The Book of Exposition: A Collection of 15th-Century Erotica from the Middle East (1900)

A decade or so after the famed Orientalist Richard Burton translated Muhammad ibn Muhammad al-Nafzawi’s The Perfumed Garden of Sensual Delight (1886), an anonymous translator became the first to critically assess and introduce for Anglophone audiences another of the Middle East’s more controversial and enigmatic texts — Kitab al-Izah Fi'ilm al-Nikah b-it-Tamam w-al-Kamal, or The Book of Exposition — a collection of fifteenth-century erotica. Despite there being much dispute over the authorship of the work, from both Western and Middle Eastern scholars over the centuries, The Book of Exposition is nowadays credited to a fifteenth-century Egyptian polymath called Jalal ad’Din al-Suyuti (1445-1505). Although perhaps best known for his co-authorship of Tafsir al-Jalalayn (Tafsir of the Two Jalals), a classical Sunni exegesis of the Quran, al-Suyuti was also a prolific erotologist, writing at least twenty-three treatises on various aspects of the sexual arts.

The two dozen stories he presents in The Book of Exposition are an exploration of promiscuity and sexual taboos under the societal constraints of the Arab-Islamic world. In “The Strange Transformation that Befell a Certain Believer’s Prickle” a man is granted a “Night of Power” in which he is given three wishes to be fulfilled by Allah. Upon learning of the gift his wife insists that he asks for his “instrument” to be lengthened. The wish is granted but when faced with a penis now “as straight as a column which would neither display suppleness, nor show itself capable of the power of elasticity and movement, nor of rest”, his wife is not pleased and threatens divorce. The man uses his second wish to ask Allah to reverse his condition, a wish again granted in extremity — the man’s “prizzle” is now near completely effaced. The third and final wish is used to return him to normal. Other stories like “The Pious Woman and What Happened to Her From Behind” are rather unambiguous in their content. The offerings vary in length, from a few sentences to a few pages, but all clearly stem from a sexually liberated mind and one (be warned) not devoid of misogynistic tendencies.

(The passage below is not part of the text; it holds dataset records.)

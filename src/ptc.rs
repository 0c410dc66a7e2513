//! Reader for turn-by-turn data from PTC tracking output (MAD-X PTC
//! `trackone` files).
//!
//! The files look like TFS tables, but the data part is split into
//! `#segment` blocks, one per observation point and turn, framed by `start`
//! and `end` marker segments. The file is traversed twice: a first pass over
//! the opening segment collects the observation points, particle numbers,
//! column layout and turn count, a second pass fills the matrices.

use std::fs;
use std::path::Path;

use fxhash::FxHashMap;
use ndarray::Array2;
use time::{Date, Month, OffsetDateTime, PrimitiveDateTime, Time};

use super::error::TbtError;
use super::structures::{BpmMatrix, BunchMatrices, Meta, TbtData, TransverseData};

const HEADER: &str = "@";
const NAMES: &str = "*";
const TYPES: &str = "$";
const SEGMENTS: &str = "#segment";
const SEGMENT_MARKER: [&str; 2] = ["start", "end"];
const COL_X: &str = "X";
const COL_Y: &str = "Y";
const COL_TURN: &str = "TURN";
const COL_PARTICLE: &str = "NUMBER";
const DATE: &str = "DATE";
const TIME: &str = "TIME";

#[derive(Debug)]
struct Segment {
    turns: usize,
    particles: usize,
    name: String,
}

impl Segment {
    /// Parse the fields after the `#segment` tag: number, turns, particles,
    /// element count and name.
    fn parse(parts: &[&str]) -> Result<Self, TbtError> {
        if parts.len() < 6 {
            return Err(TbtError::MalformedSource(format!(
                "segment line holds {} fields, expected 6",
                parts.len()
            )));
        }
        let number = |field: &str| {
            field.parse::<usize>().map_err(|_| {
                TbtError::MalformedSource(format!("cannot parse segment field '{field}'"))
            })
        };
        Ok(Segment {
            turns: number(parts[2])?,
            particles: number(parts[3])?,
            name: parts[5].to_string(),
        })
    }
}

#[derive(Debug, Default)]
struct FirstTurn {
    monitors: Vec<String>,
    particles: Vec<usize>,
    columns: Option<Columns>,
    nturns: usize,
    nparticles: usize,
}

#[derive(Debug, Clone, Copy)]
struct Columns {
    x: usize,
    y: usize,
    turn: usize,
    particle: usize,
}

/// Read a PTC tracking output file.
pub fn read_tbt(path: &Path) -> Result<TbtData, TbtError> {
    log::debug!("reading PTC trackone file {}", path.display());
    let content = fs::read_to_string(path)?;
    let lines: Vec<&str> = content.lines().collect();

    log::debug!("reading header from file");
    let (date, header_length) = read_header(&lines);
    let lines = &lines[header_length..];

    let params = read_from_first_turn(lines)?;
    let columns = params
        .columns
        .ok_or_else(|| TbtError::MalformedSource("columns not defined in tracking file".into()))?;

    let monitor_rows: FxHashMap<&str, usize> = params
        .monitors
        .iter()
        .enumerate()
        .map(|(row, name)| (name.as_str(), row))
        .collect();
    let mut x_matrices =
        vec![Array2::<f64>::zeros((params.monitors.len(), params.nturns)); params.nparticles];
    let mut y_matrices = x_matrices.clone();

    log::debug!("reading data");
    let mut segment: Option<Segment> = None;
    for line in lines {
        let parts: Vec<&str> = line.split_whitespace().collect();
        if parts.is_empty() || [HEADER, TYPES, NAMES].contains(&parts[0]) {
            continue;
        }
        if parts[0] == SEGMENTS {
            segment = Some(Segment::parse(&parts)?);
            continue;
        }
        let current = segment
            .as_ref()
            .ok_or_else(|| TbtError::MalformedSource("data written before segment definition".into()))?;
        if SEGMENT_MARKER.contains(&current.name.as_str()) {
            continue;
        }
        let row = *monitor_rows.get(current.name.as_str()).ok_or_else(|| {
            TbtError::MalformedSource(format!(
                "observation point '{}' did not appear in the first segment",
                current.name
            ))
        })?;
        let (particle, turn) = match (
            column_value(&parts, columns.particle)?.checked_sub(1),
            column_value(&parts, columns.turn)?.checked_sub(1),
        ) {
            (Some(particle), Some(turn)) => (particle, turn),
            _ => continue, // pre-tracking state at turn 0
        };
        if particle >= params.nparticles || turn >= params.nturns {
            return Err(TbtError::InconsistentShape(format!(
                "sample for particle {} at turn {} exceeds the declared {} particles and {} turns",
                particle + 1,
                turn + 1,
                params.nparticles,
                params.nturns
            )));
        }
        x_matrices[particle][[row, turn]] = float_field(&parts, columns.x)?;
        y_matrices[particle][[row, turn]] = float_field(&parts, columns.y)?;
    }

    let matrices = x_matrices
        .into_iter()
        .zip(y_matrices)
        .map(|(x, y)| {
            Ok(BunchMatrices::Transverse(TransverseData::new(
                BpmMatrix::new(params.monitors.clone(), x)?,
                BpmMatrix::new(params.monitors.clone(), y)?,
            )?))
        })
        .collect::<Result<Vec<_>, TbtError>>()?;

    let meta = Meta {
        date,
        file: Some(path.to_path_buf()),
        source_format: Some("ptc".to_string()),
        ..Meta::default()
    };
    TbtData::new(matrices, params.nturns, Some(params.particles), meta)
}

/// Read the date and the header length from the `@` lines.
fn read_header(lines: &[&str]) -> (Option<OffsetDateTime>, usize) {
    let mut date_str: Option<String> = None;
    let mut time_str: Option<String> = None;
    let mut header_length = 0;
    for (index, line) in lines.iter().enumerate() {
        header_length = index;
        let parts: Vec<&str> = line.split_whitespace().collect();
        if parts.is_empty() {
            continue;
        }
        if parts[0] != HEADER {
            break;
        }
        if parts.len() >= 2 {
            let value = parts[parts.len() - 1].trim_matches(|c| c == '\'' || c == '"');
            match parts[1] {
                DATE => date_str = Some(value.to_string()),
                TIME => time_str = Some(value.to_string()),
                _ => {}
            }
        }
    }
    let date = match (&date_str, &time_str) {
        (Some(date), Some(time)) => parse_datetime(date, time),
        _ => {
            log::warn!("no date found in file header");
            None
        }
    };
    (date, header_length)
}

/// Parse the `dd/mm/yy hh.mm.ss` stamps PTC writes.
fn parse_datetime(date: &str, time: &str) -> Option<OffsetDateTime> {
    let date_parts: Vec<u16> = date.split('/').filter_map(|p| p.parse().ok()).collect();
    let time_parts: Vec<u8> = time.split('.').filter_map(|p| p.parse().ok()).collect();
    let (&[day, month, year], &[hour, minute, second]) =
        (date_parts.as_slice(), time_parts.as_slice())
    else {
        log::warn!("could not parse date '{date} {time}'");
        return None;
    };
    let month = Month::try_from(month as u8).ok()?;
    let date = Date::from_calendar_date(2000 + year as i32, month, day as u8).ok()?;
    let time = Time::from_hms(hour, minute, second).ok()?;
    Some(PrimitiveDateTime::new(date, time).assume_utc())
}

/// Collect monitors, particle numbers, the column layout and the turn count
/// from the first segment.
fn read_from_first_turn(lines: &[&str]) -> Result<FirstTurn, TbtError> {
    log::debug!("reading first turn to define boundary parameters");
    let mut data = FirstTurn::default();
    let mut first_segment = true;

    for line in lines {
        let parts: Vec<&str> = line.split_whitespace().collect();
        if parts.is_empty() || [HEADER, TYPES].contains(&parts[0]) {
            continue;
        }
        if parts[0] == NAMES {
            if data.columns.is_some() {
                return Err(TbtError::MalformedSource(
                    "column names are defined twice in tracking file".into(),
                ));
            }
            data.columns = Some(parse_column_names(&parts[1..])?);
            continue;
        }
        if parts[0] == SEGMENTS {
            let segment = Segment::parse(&parts)?;
            if segment.name == SEGMENT_MARKER[0] {
                data.nturns = segment.turns.saturating_sub(1);
                data.nparticles = segment.particles;
            } else if segment.name == SEGMENT_MARKER[1] {
                break;
            } else {
                first_segment = false;
                data.monitors.push(segment.name);
            }
        } else if first_segment {
            let columns = data.columns.ok_or_else(|| {
                TbtError::MalformedSource("columns not defined in tracking file".into())
            })?;
            let particle = column_value(&parts, columns.particle)?;
            data.particles.push(particle.saturating_sub(1));
        }
    }

    if data.particles.is_empty() {
        return Err(TbtError::MalformedSource(
            "no particles found in tracking file".into(),
        ));
    }
    Ok(data)
}

fn parse_column_names(parts: &[&str]) -> Result<Columns, TbtError> {
    let mut indices: FxHashMap<&str, usize> = FxHashMap::default();
    for (index, column) in parts.iter().enumerate() {
        if ![COL_X, COL_Y, COL_TURN, COL_PARTICLE].contains(column) {
            log::debug!("column '{column}' will be ignored");
            continue;
        }
        if indices.insert(column, index).is_some() {
            return Err(TbtError::MalformedSource(format!(
                "column '{column}' is defined twice"
            )));
        }
    }
    let required = |name: &str| {
        indices.get(name).copied().ok_or_else(|| {
            TbtError::MalformedSource(format!("column '{name}' is missing in tracking file"))
        })
    };
    Ok(Columns {
        x: required(COL_X)?,
        y: required(COL_Y)?,
        turn: required(COL_TURN)?,
        particle: required(COL_PARTICLE)?,
    })
}

fn float_field(parts: &[&str], index: usize) -> Result<f64, TbtError> {
    let field = parts.get(index).ok_or_else(|| {
        TbtError::MalformedSource(format!("data line holds fewer than {} fields", index + 1))
    })?;
    field
        .parse::<f64>()
        .map_err(|_| TbtError::MalformedSource(format!("cannot parse value '{field}'")))
}

fn column_value(parts: &[&str], index: usize) -> Result<usize, TbtError> {
    Ok(float_field(parts, index)? as usize)
}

Although first translated into English in 1886 by erotica enthusiast Charles Carrington, who rendered the title as Marriage-Love and Woman amongst the Arabs, it was the 1900 English edition published by Maison d’Editions Scientifiques, in a run of just three hundred copies, that first sought to critically assess and place the work in its historical and literary context. In addition to an extensive foreword by the translator — whose name is given only as “An English Bohemian” — the edition also includes an expansive section entitled “Excurses”, which offers up appendices of other short erotica, notes, and observations, including an essay by Richard Burton on pederasty (featured also in his 1885 translation of Arabian Nights).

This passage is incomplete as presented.